Uma distopia possível.

(Imagem de photosforyou por Pixabay)

Estavam enclausurados há muito tempo. Depois da sétima onda do ataque bacteriológico, não punham a cara para fora de casa nem para depositar o lixo na calçada. A Ciência ainda não sabia explicar o porquê da potencialização dos efeitos viróticos. No começo, a contaminação parecia bem mais lenta, no entanto, naquele momento a velocidade com que atacava era recorde. E os óbitos cada vez mais numerosos e terríveis.

A comunicação entre as pessoas acontecia somente através de redes sociais ou telefonemas.

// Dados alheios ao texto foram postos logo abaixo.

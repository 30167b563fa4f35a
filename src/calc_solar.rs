/*  calc_solar.rs -- Solar position calculations
    This file is part of sombra.

    This program is free software: you can redistribute it and/or modify
    it under the terms of the GNU General Public License as published by
    the Free Software Foundation, either version 3 of the License, or
    (at your option) any later version.

    This program is distributed in the hope that it will be useful,
    but WITHOUT ANY WARRANTY; without even the implied warranty of
    MERCHANTABILITY or FITNESS FOR A PARTICULAR PURPOSE.  See the
    GNU General Public License for more details.

    You should have received a copy of the GNU General Public License
    along with this program.  If not, see <https://www.gnu.org/licenses/>.
*/

//! Low precision solar position from the NOAA solar calculator series.
//! Good to a fraction of a degree between the years 1800 and 2200.
//!
//! Every angle in this module is in degrees unless its name ends in `_rad`.
//! Conversions happen right where a trigonometric function is called.

use chrono::{
    Datelike, NaiveDate, NaiveDateTime, NaiveTime, TimeDelta, Timelike,
};

const JD_J2000: f64 = 2451545.0;
const DAYS_PER_CENTURY: f64 = 36525.0;
const MINUTES_PER_DAY: f64 = 1440.0;

/// Julian day of a UTC instant
pub fn jd_from_datetime(utc: NaiveDateTime) -> f64 {
    let (mut year, mut month) = (utc.year() as f64, utc.month() as f64);
    let day = utc.day() as f64;
    let hour = utc.hour() as f64
        + utc.minute() as f64 / 60.0
        + utc.second() as f64 / 3600.0
        + utc.nanosecond() as f64 / 3.6e12;

    if month <= 2.0 {
        year -= 1.0;
        month += 12.0;
    }

    let a = (year / 100.0).floor();
    let b = 2.0 - a + (a / 4.0).floor();
    let jd0 = (365.25 * (year + 4716.0)).floor()
        + (30.6001 * (month + 1.0)).floor()
        + day
        + b
        - 1524.5;

    jd0 + hour / 24.0
}

fn jcent_from_jd(jd: f64) -> f64 {
    (jd - JD_J2000) / DAYS_PER_CENTURY
}

/// Geometric mean longitude of the sun
fn sun_geom_mean_lon(t: f64) -> f64 {
    (280.46646 + t * (36000.76983 + 0.0003032 * t)) % 360.0
}

/// Geometric mean anomaly of the sun
fn sun_geom_mean_anomaly(t: f64) -> f64 {
    357.52911 + t * (35999.05029 - 0.0001537 * t)
}

/// Eccentricity of earth orbit, unitless
fn earth_orbit_eccentricity(t: f64) -> f64 {
    0.016708634 - t * (0.000042037 + 0.0000001267 * t)
}

fn sun_equation_of_center(t: f64) -> f64 {
    let m_rad = sun_geom_mean_anomaly(t).to_radians();
    m_rad.sin() * (1.914602 - t * (0.004817 + 0.000014 * t))
        + (2.0 * m_rad).sin() * (0.019993 - 0.000101 * t)
        + (3.0 * m_rad).sin() * 0.000289
}

fn sun_true_lon(t: f64) -> f64 {
    sun_geom_mean_lon(t) + sun_equation_of_center(t)
}

/// Longitude of the ascending node of the moon's orbit, used for the
/// nutation corrections below
fn omega(t: f64) -> f64 {
    125.04 - 1934.136 * t
}

fn sun_apparent_lon(t: f64) -> f64 {
    sun_true_lon(t) - 0.00569 - 0.00478 * omega(t).to_radians().sin()
}

fn mean_ecliptic_obliquity(t: f64) -> f64 {
    let sec = 21.448 - t * (46.815 + t * (0.00059 - 0.001813 * t));
    23.0 + (26.0 + sec / 60.0) / 60.0
}

fn obliquity_corr(t: f64) -> f64 {
    mean_ecliptic_obliquity(t) + 0.00256 * omega(t).to_radians().cos()
}

/// Declination of the sun in radians
fn solar_declination_rad(t: f64) -> f64 {
    let eps_rad = obliquity_corr(t).to_radians();
    let lambda_rad = sun_apparent_lon(t).to_radians();
    (eps_rad.sin() * lambda_rad.sin()).asin()
}

/// Difference between true solar time and mean solar time in minutes
fn equation_of_time(t: f64) -> f64 {
    let eps_rad = obliquity_corr(t).to_radians();
    let l0_rad = sun_geom_mean_lon(t).to_radians();
    let m_rad = sun_geom_mean_anomaly(t).to_radians();
    let e = earth_orbit_eccentricity(t);
    let y = (eps_rad / 2.0).tan().powi(2);

    let eq_time_rad = y * (2.0 * l0_rad).sin() - 2.0 * e * m_rad.sin()
        + 4.0 * e * y * m_rad.sin() * (2.0 * l0_rad).cos()
        - 0.5 * y * y * (4.0 * l0_rad).sin()
        - 1.25 * e * e * (2.0 * m_rad).sin();

    4.0 * eq_time_rad.to_degrees()
}

/// Offset of `hours` from UTC, in whole seconds
pub fn offset_delta(hours: f64) -> TimeDelta {
    TimeDelta::seconds((hours * 3600.0).round() as i64)
}

/// Azimuth and elevation of the sun seen from `lat`, `lon` at the local
/// civil time `local` of a place `utc_offset` hours ahead of UTC
///
/// Azimuth is in `[0, 360)` with 0 at north and 90 at east. Elevation is
/// negative while the sun is below the horizon.
pub fn solar_position(
    local: NaiveDateTime,
    lat: f64,
    lon: f64,
    utc_offset: f64,
) -> (f64, f64) {
    let t = jcent_from_jd(jd_from_datetime(local - offset_delta(utc_offset)));

    let decl_rad = solar_declination_rad(t);
    let eq_time = equation_of_time(t);

    let minutes = local.hour() as f64 * 60.0
        + local.minute() as f64
        + local.second() as f64 / 60.0;
    let time_offset = eq_time + 4.0 * lon - 60.0 * utc_offset;
    let tst = (minutes + time_offset).rem_euclid(MINUTES_PER_DAY);

    // Hour angle, in [-180, 180)
    let ha = tst / 4.0 - 180.0;
    let (lat_rad, ha_rad) = (lat.to_radians(), ha.to_radians());

    let cos_zenith = lat_rad.sin() * decl_rad.sin()
        + lat_rad.cos() * decl_rad.cos() * ha_rad.cos();
    let zenith = cos_zenith.clamp(-1.0, 1.0).acos().to_degrees();
    let elevation = 90.0 - zenith;

    let azimuth = (ha_rad.sin())
        .atan2(ha_rad.cos() * lat_rad.sin() - decl_rad.tan() * lat_rad.cos())
        .to_degrees();
    let azimuth = (azimuth + 180.0).rem_euclid(360.0);
    // rem_euclid rounds tiny negative values up to the modulus
    let azimuth = if azimuth >= 360.0 { 0.0 } else { azimuth };

    (azimuth, elevation)
}

/// Minutes after local midnight of the sun's meridian transit on `date`
pub fn solar_noon_minutes(
    date: NaiveDate,
    lon: f64,
    utc_offset: f64,
) -> f64 {
    let jd_midnight = jd_from_datetime(date.and_time(NaiveTime::MIN));

    // First guess at local noon, then refine at the estimated instant
    let t = jcent_from_jd(jd_midnight + 0.5 - lon / 360.0);
    let noon_utc = 720.0 - 4.0 * lon - equation_of_time(t);
    let t = jcent_from_jd(jd_midnight + noon_utc / MINUTES_PER_DAY);
    let noon_utc = 720.0 - 4.0 * lon - equation_of_time(t);

    noon_utc + 60.0 * utc_offset
}

#[cfg(test)]
mod tests {
    use super::*;
    use float_eq::assert_float_eq;

    const LAT: f64 = -3.731862;
    const LON: f64 = -38.526669;
    const OFFSET: f64 = -3.0;

    fn local(y: i32, m: u32, d: u32, hh: u32, mm: u32) -> NaiveDateTime {
        NaiveDate::from_ymd_opt(y, m, d)
            .and_then(|d| d.and_hms_opt(hh, mm, 0))
            .unwrap_or_default()
    }

    #[test]
    fn julian_day_of_j2000() {
        // 2000-01-01 12:00 UTC
        assert_float_eq!(
            jd_from_datetime(local(2000, 1, 1, 12, 0)),
            JD_J2000,
            abs <= 1e-9
        );
    }

    #[test]
    fn julian_day_of_gregorian_reform() {
        // 1582-10-15 00:00 UTC, first day of the gregorian calendar
        assert_float_eq!(
            jd_from_datetime(local(1582, 10, 15, 0, 0)),
            2299160.5,
            abs <= 1e-9
        );
    }

    #[test]
    fn equation_of_time_in_known_ranges() {
        // Mid February the sun runs about 14 minutes late, early November
        // about 16 minutes early
        let feb = jcent_from_jd(jd_from_datetime(local(2026, 2, 11, 12, 0)));
        let nov = jcent_from_jd(jd_from_datetime(local(2026, 11, 3, 12, 0)));
        assert_float_eq!(equation_of_time(feb), -14.2, abs <= 0.5);
        assert_float_eq!(equation_of_time(nov), 16.4, abs <= 0.5);
    }

    #[test]
    fn declination_at_solstices() {
        let jun = jcent_from_jd(jd_from_datetime(local(2026, 6, 21, 12, 0)));
        let dec = jcent_from_jd(jd_from_datetime(local(2026, 12, 21, 12, 0)));
        assert_float_eq!(
            solar_declination_rad(jun).to_degrees(),
            23.44,
            abs <= 0.1
        );
        assert_float_eq!(
            solar_declination_rad(dec).to_degrees(),
            -23.44,
            abs <= 0.1
        );
    }

    #[test]
    fn elevation_at_equinox_noon() {
        let date = NaiveDate::from_ymd_opt(2026, 3, 20).unwrap_or_default();
        let noon = solar_noon_minutes(date, LON, OFFSET);
        let (hh, mm) = ((noon / 60.0) as u32, (noon % 60.0).round() as u32);
        let (az, elev) =
            solar_position(local(2026, 3, 20, hh, mm), LAT, LON, OFFSET);
        assert_float_eq!(elev, 90.0 - LAT.abs(), abs <= 1.0);
        assert!((0.0..360.0).contains(&az));
    }

    #[test]
    fn solar_noon_in_fortaleza() {
        // Standard meridian of UTC-3 is 45°W, the city is 6.5° east of it,
        // so noon comes roughly 26 minutes early before the equation of time
        let date = NaiveDate::from_ymd_opt(2026, 1, 1).unwrap_or_default();
        let noon = solar_noon_minutes(date, LON, OFFSET);
        assert_float_eq!(noon, 11.0 * 60.0 + 38.0, abs <= 3.0);
    }

    #[test]
    fn new_year_noon_is_near_meridian() {
        let (az, elev) =
            solar_position(local(2026, 1, 1, 12, 0), LAT, LON, OFFSET);
        assert!(elev > 60.0, "elevation {elev}");
        // January sun stands south of the city at noon
        assert_float_eq!(az, 180.0, abs <= 25.0);
    }

    #[test]
    fn night_has_negative_elevation() {
        let (_, elev) =
            solar_position(local(2026, 1, 1, 0, 0), LAT, LON, OFFSET);
        assert!(elev < -55.0, "elevation {elev}");
    }

    #[test]
    fn offset_rolls_over_month_boundary() {
        // 22:30 local at UTC-3 is 01:30 UTC the next day, next month
        let a = solar_position(local(2026, 1, 31, 22, 30), LAT, LON, OFFSET);
        let utc = solar_position(local(2026, 2, 1, 1, 30), LAT, LON, 0.0);
        assert_float_eq!(a.0, utc.0, abs <= 1e-6);
        assert_float_eq!(a.1, utc.1, abs <= 1e-6);
    }

    #[test]
    fn fractional_offset_in_whole_seconds() {
        assert_eq!(offset_delta(5.75), TimeDelta::minutes(345));
        assert_eq!(offset_delta(-3.0), TimeDelta::hours(-3));
        assert_eq!(offset_delta(1.0 / 7.0), TimeDelta::seconds(514));

        // 12:00 at UTC+05:45 is 06:15 UTC
        let a = solar_position(local(2026, 6, 1, 12, 0), LAT, LON, 5.75);
        let utc = solar_position(local(2026, 6, 1, 6, 15), LAT, LON, 0.0);
        assert_float_eq!(a.0, utc.0, abs <= 1e-6);
        assert_float_eq!(a.1, utc.1, abs <= 1e-6);
    }

    #[test]
    fn position_ranges_over_a_year() {
        for m in 1..=12 {
            for hh in 0..24 {
                let at = local(2026, m, 15, hh, 17);
                let (az, elev) = solar_position(at, LAT, LON, OFFSET);
                assert!((0.0..360.0).contains(&az), "azimuth {az}");
                assert!(elev > -90.0 && elev <= 90.0, "elevation {elev}");
            }
        }
    }

    #[test]
    fn morning_sun_is_east_afternoon_sun_is_west() {
        let (am, _) =
            solar_position(local(2026, 3, 20, 8, 0), LAT, LON, OFFSET);
        let (pm, _) =
            solar_position(local(2026, 3, 20, 16, 0), LAT, LON, OFFSET);
        assert_float_eq!(am, 90.0, abs <= 10.0);
        assert_float_eq!(pm, 270.0, abs <= 10.0);
    }
}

Todos já estavam acostumados ao fato do virtual ter sobrepujado o presencial, tocava-se a vida adiante como era possível.
Foi então que, numa manhã, começou a pipocar pelos grupos de família a novidade.

– Vocês viram o helicóptero colocando o monumento no centro da cidade?

Alguns já sabiam, outros não, e o fato passou a ser amplamente comentado.

– Falaram que é uma obra de arte gigantesca.
– Arte? Nunca se interessaram por arte.
– Estranho, não?
– Ah, não me assusto com mais nada.

Por muitos dias, o assunto virou trend em todas as redes possíveis e imagináveis. Superou a guerra entre ocidentais e asiáticos, e a enésima tentativa fracassada de encontrar uma vacina contra a cepa mais recente do vírus.

O que intrigava no içamento e instalação do monumento era o silêncio do Governo Central. Normalmente, qualquer ação estatal era muito difundida pelos seus canais. Foi isso que aumentou ainda mais a curiosidade. E também o fato de ninguém ainda ter fotografado o monumento, estátua, ou o que quer que fosse aquilo.

– Será que é do quê? Quero dizer, o material dele.
– Teria que ir lá botar a mão. Mas como, com esse isolamento?
– Deve ser de plástico. Se fosse de metal o helicóptero não dava conta de carregar.
– Talvez…
– Ai, dá medo.
– É, mas não aguento mais, vou ter que ir ao centro ver esse troço.
– Olha, eu não iria, não. Vai saber o que é.
– A gente já está enlouquecido dentro de casa, mais outra coisa agoniando, preciso ver.
– Cara, te cuida. E volta num pedaço só, hein?
– Hahahaha, pode deixar.

Mas não voltou.

Depois de alguns dias, sem informação alguma, a namorada decidiu quebrar a quarentena e ir ver o que ocorrera, tentar ao menos falar com uma autoridade que pudesse dar uma versão mais clara da desaparição.

Cobriu-se de panos, chapéu, máscara de três camadas, ligou o seja o que deus quiser, e mandou-se rumo ao desconhecido.
Nas primeiras horas, a família conseguiu monitorar os passos da filha pelo WhatsApp. Ela comentara que as ruas achavam-se completamente vazias e estava chegando bem próximo ao local do monumento. E teclou:

– Tá me dando um friozinho na barriga, acho vou descobrir tudo que aconteceu.

Foi o último texto que digitou. Nunca mais encontraram nem seus rastros.

O mesmo se daria com dezenas, depois centenas, e muitos milhares que ousaram sair de casa para ver o ícone.

Relataram os pouquíssimos que o encararam, e saíram ilesos, ou os mentirosos, que tratava-se de uma imensa ratoeira. Se era mesmo, a curiosidade matou mais uma vez, mas dessa vez foram os ratos.